When you all moved inside and sat around the kitchen and had that one last drink, she took your hand under the table and held onto it. And so you asked your friend if you could maybe stay over, maybe you shouldn’t drive home. You waited for the drunken wife to do something, deciding if she was pretty or not, if it was worth it or not.

But then she seemed to have forgotten all about it, just kept drinking glasses of water in an attempt to get rid of her hiccups and talking with your friend about someone from college who was getting divorced. And suddenly she was going up to bed and your friend was getting sheets out of a linen closet and you were sleeping on a floor.

You are starting to doze off. It is daylight now and the next door neighbors come out to get the Sunday paper, walk their dog. You wake up several hours later baking in the car and head up to the house. Everyone is awake, sprawled out in the lush backyard, eating breakfast. “Hey,” your friend winks at you. “We were wondering what happened to you.”

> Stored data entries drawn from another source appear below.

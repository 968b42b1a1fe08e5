use std::collections::BTreeMap;

use rb_core::sqlite_store::SqliteStore;
use rb_core::store::{MemoryStore, RunStore, StoreError};
use rb_core::types::*;
use uuid::Uuid;

fn agent() -> Agent {
    Agent {
        id: Uuid::new_v4(),
        name: "echo".into(),
        docker_image: "alpine:3".into(),
        docker_host: None,
        start_arguments: vec!["echo".into(), "{PROMPT}".into()],
        continue_arguments: vec![],
        workplace_path: "/workspace".into(),
        user_id: None,
        log_processor: LogProcessorKind::Text,
        env_variables: BTreeMap::new(),
        volumes: vec![],
        mcp: None,
        home_path: None,
        instructions_mount_path: None,
        ssh_mount_path: None,
    }
}

async fn seed(store: &dyn RunStore) -> Task {
    let agent = agent();
    let user = User::new("dev");
    store.insert_agent(&agent).await.unwrap();
    store.insert_user(&user).await.unwrap();
    let task = Task::new(Uuid::new_v4(), &agent, user.id);
    store.insert_task(&task).await.unwrap();
    task
}

async fn runs_and_steps_keep_creation_order(store: &dyn RunStore) {
    let task = seed(store).await;
    let runs: Vec<Run> = (0..3).map(|i| Run::new(task.id, format!("p{i}"))).collect();
    for run in &runs {
        store.insert_run(run).await.unwrap();
    }
    let listed = store.runs_for_task(task.id).await.unwrap();
    let prompts: Vec<_> = listed.iter().map(|r| r.prompt.as_str()).collect();
    assert_eq!(prompts, vec!["p0", "p1", "p2"]);

    for i in 0..5 {
        let step = Step::new(runs[1].id, StepKind::Text, format!("raw{i}"), None);
        store.insert_step(&step).await.unwrap();
    }
    let steps = store.steps_for_run(runs[1].id).await.unwrap();
    let raws: Vec<_> = steps.iter().map(|s| s.raw_response.as_str()).collect();
    assert_eq!(raws, vec!["raw0", "raw1", "raw2", "raw3", "raw4"]);
    assert!(store.steps_for_run(runs[0].id).await.unwrap().is_empty());
}

async fn update_run_persists_status(store: &dyn RunStore) {
    let task = seed(store).await;
    let mut run = Run::new(task.id, "go");
    store.insert_run(&run).await.unwrap();
    run.set_status(RunStatus::Running).unwrap();
    run.container_id = Some("abc".into());
    store.update_run(&run).await.unwrap();

    let fetched = store.get_run(run.id).await.unwrap();
    assert_eq!(fetched.status, RunStatus::Running);
    assert_eq!(fetched.container_id.as_deref(), Some("abc"));
}

async fn archive_refused_while_running(store: &dyn RunStore) {
    let task = seed(store).await;
    let mut run = Run::new(task.id, "go");
    run.set_status(RunStatus::Running).unwrap();
    store.insert_run(&run).await.unwrap();

    let err = store.archive_task(task.id).await.unwrap_err();
    assert!(matches!(err, StoreError::Conflict(_)));

    run.set_status(RunStatus::Completed).unwrap();
    store.update_run(&run).await.unwrap();
    let archived = store.archive_task(task.id).await.unwrap();
    assert!(archived.is_archived());
    assert!(store.get_task(task.id).await.unwrap().is_archived());
}

async fn missing_records_are_not_found(store: &dyn RunStore) {
    let id = Uuid::new_v4();
    assert!(matches!(
        store.get_run(id).await,
        Err(StoreError::NotFound { entity: "run", .. })
    ));
    let orphan = Step::system(id, "nobody home");
    assert!(store.insert_step(&orphan).await.is_err());
    let run = Run::new(Uuid::new_v4(), "x");
    assert!(store.update_run(&run).await.is_err());
}

async fn step_documents_round_trip(store: &dyn RunStore) {
    let task = seed(store).await;
    let run = Run::new(task.id, "go");
    store.insert_run(&run).await.unwrap();
    let step = Step::system(run.id, "Repository changes captured").with_repo_state(RepoState {
        uncommitted_diff: "diff --git a/a b/a".into(),
        target_branch_diff: String::new(),
        repository_path: "/workspace".into(),
    });
    store.insert_step(&step).await.unwrap();
    let call = Step::new(run.id, StepKind::ToolCall, "{}", Some("name: Bash".into()))
        .with_tool_use_id(Some("toolu_1".into()));
    store.insert_step(&call).await.unwrap();

    let steps = store.steps_for_run(run.id).await.unwrap();
    assert_eq!(
        steps[0].repo_state.as_ref().map(|r| r.repository_path.as_str()),
        Some("/workspace")
    );
    assert_eq!(steps[1].tool_use_id.as_deref(), Some("toolu_1"));
}

#[tokio::test]
async fn memory_store_contract() {
    let store = MemoryStore::new();
    runs_and_steps_keep_creation_order(&store).await;
    update_run_persists_status(&store).await;
    archive_refused_while_running(&store).await;
    missing_records_are_not_found(&store).await;
    step_documents_round_trip(&store).await;
}

#[tokio::test]
async fn sqlite_store_contract() {
    let store = SqliteStore::open_in_memory().await.unwrap();
    runs_and_steps_keep_creation_order(&store).await;
    update_run_persists_status(&store).await;
    archive_refused_while_running(&store).await;
    missing_records_are_not_found(&store).await;
    step_documents_round_trip(&store).await;
}

#[tokio::test]
async fn sqlite_store_survives_reopen() {
    let dir = tempfile::tempdir().unwrap();
    let path = dir.path().join("runbox.db");
    let run_id;
    {
        let store = SqliteStore::open(&path).await.unwrap();
        let task = seed(&store).await;
        let run = Run::new(task.id, "persist");
        run_id = run.id;
        store.insert_run(&run).await.unwrap();
        store.insert_step(&Step::error(run.id, "boom")).await.unwrap();
    }
    let store = SqliteStore::open(&path).await.unwrap();
    let steps = store.steps_for_run(run_id).await.unwrap();
    assert_eq!(steps.len(), 1);
    assert_eq!(steps[0].kind, StepKind::Error);
}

The drunk wife is sober now, swimming in the pool with your friend’s wife and the baby. Then she is talking with her husband on the phone. She passes around some pictures from their vacation and you are relieved. You would rather wake up hung over and alone in the back seat of your own car than with this woman. It would have been that too-drunk-to-have-sex sex, the kind where you can barely feel it when you come. And then what would you have done? Would you have passed out, woken up wrapped around her? Would she have cried?

The drunk wife gives you a little wave as she talks on the phone and you smile. You didn’t sleep with someone’s drunk wife. It had been a close call but everything is okay now.